** DATA UNDER STUDY follows **

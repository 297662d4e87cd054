use serde::{Deserialize, Serialize};
use std::{
    fs::File,
    io::{BufReader, BufWriter, ErrorKind, Write},
    path::Path,
};

use crate::components::CommandRecord;
use crate::utils::SimError;

/// Ordered, append-only record of every accepted command.
///
/// Persisted as a bare JSON array of `{"command", "arguments"}` objects; the
/// array order is the replay order.
#[derive(Debug, Clone, Default, PartialEq, Serialize, Deserialize)]
#[serde(transparent)]
pub struct CommandLog {
    records: Vec<CommandRecord>,
}

impl CommandLog {
    pub fn new() -> Self {
        Self::default()
    }

    pub fn push(&mut self, record: CommandRecord) {
        self.records.push(record);
    }

    pub fn records(&self) -> &[CommandRecord] {
        &self.records
    }

    pub fn iter(&self) -> std::slice::Iter<'_, CommandRecord> {
        self.records.iter()
    }

    pub fn len(&self) -> usize {
        self.records.len()
    }

    pub fn is_empty(&self) -> bool {
        self.records.is_empty()
    }

    pub fn last(&self) -> Option<&CommandRecord> {
        self.records.last()
    }

    pub(crate) fn clear(&mut self) {
        self.records.clear();
    }

    /// Canonical text of every record, in order.
    pub fn canonical_lines(&self) -> Vec<String> {
        self.records.iter().map(ToString::to_string).collect()
    }

    pub fn save(&self, path: impl AsRef<Path>) -> Result<(), SimError> {
        let mut writer = BufWriter::new(File::create(path)?);
        serde_json::to_writer_pretty(&mut writer, self)?;
        writer.flush()?;
        Ok(())
    }

    pub fn load(path: impl AsRef<Path>) -> Result<Self, SimError> {
        let path = path.as_ref();
        let file = File::open(path).map_err(|e| match e.kind() {
            ErrorKind::NotFound => SimError::FileNotFound(path.to_path_buf()),
            _ => SimError::Io(e),
        })?;
        Ok(serde_json::from_reader(BufReader::new(file))?)
    }
}

impl<'a> IntoIterator for &'a CommandLog {
    type Item = &'a CommandRecord;
    type IntoIter = std::slice::Iter<'a, CommandRecord>;

    fn into_iter(self) -> Self::IntoIter {
        self.records.iter()
    }
}

impl FromIterator<CommandRecord> for CommandLog {
    fn from_iter<I: IntoIterator<Item = CommandRecord>>(iter: I) -> Self {
        Self {
            records: iter.into_iter().collect(),
        }
    }
}

#[cfg(test)]
mod tests {
    use super::*;
    use crate::components::CommandArg;
    use pretty_assertions::assert_eq;
    use tempfile::tempdir;

    fn sample_log() -> CommandLog {
        [
            CommandRecord::bare("command"),
            CommandRecord::bare("takeoff"),
            CommandRecord::new("forward", vec![CommandArg::Int(100)]),
            CommandRecord::new("flip", vec![CommandArg::Text("b".into())]),
        ]
        .into_iter()
        .collect()
    }

    #[test]
    fn test_save_load_preserves_order_and_content() -> Result<(), SimError> {
        let dir = tempdir()?;
        let path = dir.path().join("commands.json");
        let log = sample_log();

        log.save(&path)?;
        let loaded = CommandLog::load(&path)?;

        assert_eq!(loaded, log);
        Ok(())
    }

    #[test]
    fn test_file_format_is_record_array() -> Result<(), SimError> {
        let dir = tempdir()?;
        let path = dir.path().join("commands.json");
        sample_log().save(&path)?;

        let raw: serde_json::Value = serde_json::from_str(&std::fs::read_to_string(&path)?)?;
        assert_eq!(
            raw,
            serde_json::json!([
                {"command": "command", "arguments": []},
                {"command": "takeoff", "arguments": []},
                {"command": "forward", "arguments": [100]},
                {"command": "flip", "arguments": ["b"]},
            ])
        );
        Ok(())
    }

    #[test]
    fn test_missing_file() {
        let result = CommandLog::load("definitely/not/here.json");
        assert!(matches!(result, Err(SimError::FileNotFound(_))));
    }

    #[test]
    fn test_malformed_file() -> Result<(), SimError> {
        let dir = tempdir()?;
        let path = dir.path().join("broken.json");
        std::fs::write(&path, "{\"command\": ")?;
        assert!(matches!(CommandLog::load(&path), Err(SimError::Json(_))));
        Ok(())
    }

    #[test]
    fn test_canonical_lines() {
        assert_eq!(
            sample_log().canonical_lines(),
            vec!["command", "takeoff", "forward 100", "flip b"]
        );
    }
}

** End of DATA UNDER STUDY **

WORK TO COMPLETE -
The records above must be transcribed line for line, exactly.

REPLY -
repository 297662d4e87cd054
use serde::{Deserialize, Serialize};
use std::{
    fs::File,
    io::{BufReader, BufWriter, ErrorKind, Write},
    path::Path,
};

use crate::components::CommandRecord;
use crate::utils::SimError;

/// Ordered, append-only record of every accepted command.
///
/// Persisted as a bare JSON array of `{"command", "arguments"}` objects; the
/// array order is the replay order.
#[derive(Debug, Clone, Default, PartialEq, Serialize, Deserialize)]
#[serde(transparent)]
pub struct CommandLog {
    records: Vec<CommandRecord>,
}

impl CommandLog {
    pub fn new() -> Self {
        Self::default()
    }

    pub fn push(&mut self, record: CommandRecord) {
        self.records.push(record);
    }

    pub fn records(&self) -> &[CommandRecord] {
        &self.records
    }

    pub fn iter(&self) -> std::slice::Iter<'_, CommandRecord> {
        self.records.iter()
    }

    pub fn len(&self) -> usize {
        self.records.len()
    }

    pub fn is_empty(&self) -> bool {
        self.records.is_empty()
    }

    pub fn last(&self) -> Option<&CommandRecord> {
        self.records.last()
    }

    pub(crate) fn clear(&mut self) {
        self.records.clear();
    }

    /// Canonical text of every record, in order.
    pub fn canonical_lines(&self) -> Vec<String> {
        self.records.iter().map(ToString::to_string).collect()
    }

    pub fn save(&self, path: impl AsRef<Path>) -> Result<(), SimError> {
        let mut writer = BufWriter::new(File::create(path)?);
        serde_json::to_writer_pretty(&mut writer, self)?;
        writer.flush()?;
        Ok(())
    }

    pub fn load(path: impl AsRef<Path>) -> Result<Self, SimError> {
        let path = path.as_ref();
        let file = File::open(path).map_err(|e| match e.kind() {
            ErrorKind::NotFound => SimError::FileNotFound(path.to_path_buf()),
            _ => SimError::Io(e),
        })?;
        Ok(serde_json::from_reader(BufReader::new(file))?)
    }
}

impl<'a> IntoIterator for &'a CommandLog {
    type Item = &'a CommandRecord;
    type IntoIter = std::slice::Iter<'a, CommandRecord>;

    fn into_iter(self) -> Self::IntoIter {
        self.records.iter()
    }
}

impl FromIterator<CommandRecord> for CommandLog {
    fn from_iter<I: IntoIterator<Item = CommandRecord>>(iter: I) -> Self {
        Self {
            records: iter.into_iter().collect(),
        }
    }
}

#[cfg(test)]
mod tests {
    use super::*;
    use crate::components::CommandArg;
    use pretty_assertions::assert_eq;
    use tempfile::tempdir;

    fn sample_log() -> CommandLog {
        [
            CommandRecord::bare("command"),
            CommandRecord::bare("takeoff"),
            CommandRecord::new("forward", vec![CommandArg::Int(100)]),
            CommandRecord::new("flip", vec![CommandArg::Text("b".into())]),
        ]
        .into_iter()
        .collect()
    }

    #[test]
    fn test_save_load_preserves_order_and_content() -> Result<(), SimError> {
        let dir = tempdir()?;
        let path = dir.path().join("commands.json");
        let log = sample_log();

        log.save(&path)?;
        let loaded = CommandLog::load(&path)?;

        assert_eq!(loaded, log);
        Ok(())
    }

    #[test]
    fn test_file_format_is_record_array() -> Result<(), SimError> {
        let dir = tempdir()?;
        let path = dir.path().join("commands.json");
        sample_log().save(&path)?;

        let raw: serde_json::Value = serde_json::from_str(&std::fs::read_to_string(&path)?)?;
        assert_eq!(
            raw,
            serde_json::json!([
                {"command": "command", "arguments": []},
                {"command": "takeoff", "arguments": []},
                {"command": "forward", "arguments": [100]},
                {"command": "flip", "arguments": ["b"]},
            ])
        );
        Ok(())
    }

    #[test]
    fn test_missing_file() {
        let result = CommandLog::load("definitely/not/here.json");
        assert!(matches!(result, Err(SimError::FileNotFound(_))));
    }

    #[test]
    fn test_malformed_file() -> Result<(), SimError> {
        let dir = tempdir()?;
        let path = dir.path().join("broken.json");
        std::fs::write(&path, "{\"command\": ")?;
        assert!(matches!(CommandLog::load(&path), Err(SimError::Json(_))));
        Ok(())
    }

    #[test]
    fn test_canonical_lines() {
        assert_eq!(
            sample_log().canonical_lines(),
            vec!["command", "takeoff", "forward 100", "flip b"]
        );
    }
}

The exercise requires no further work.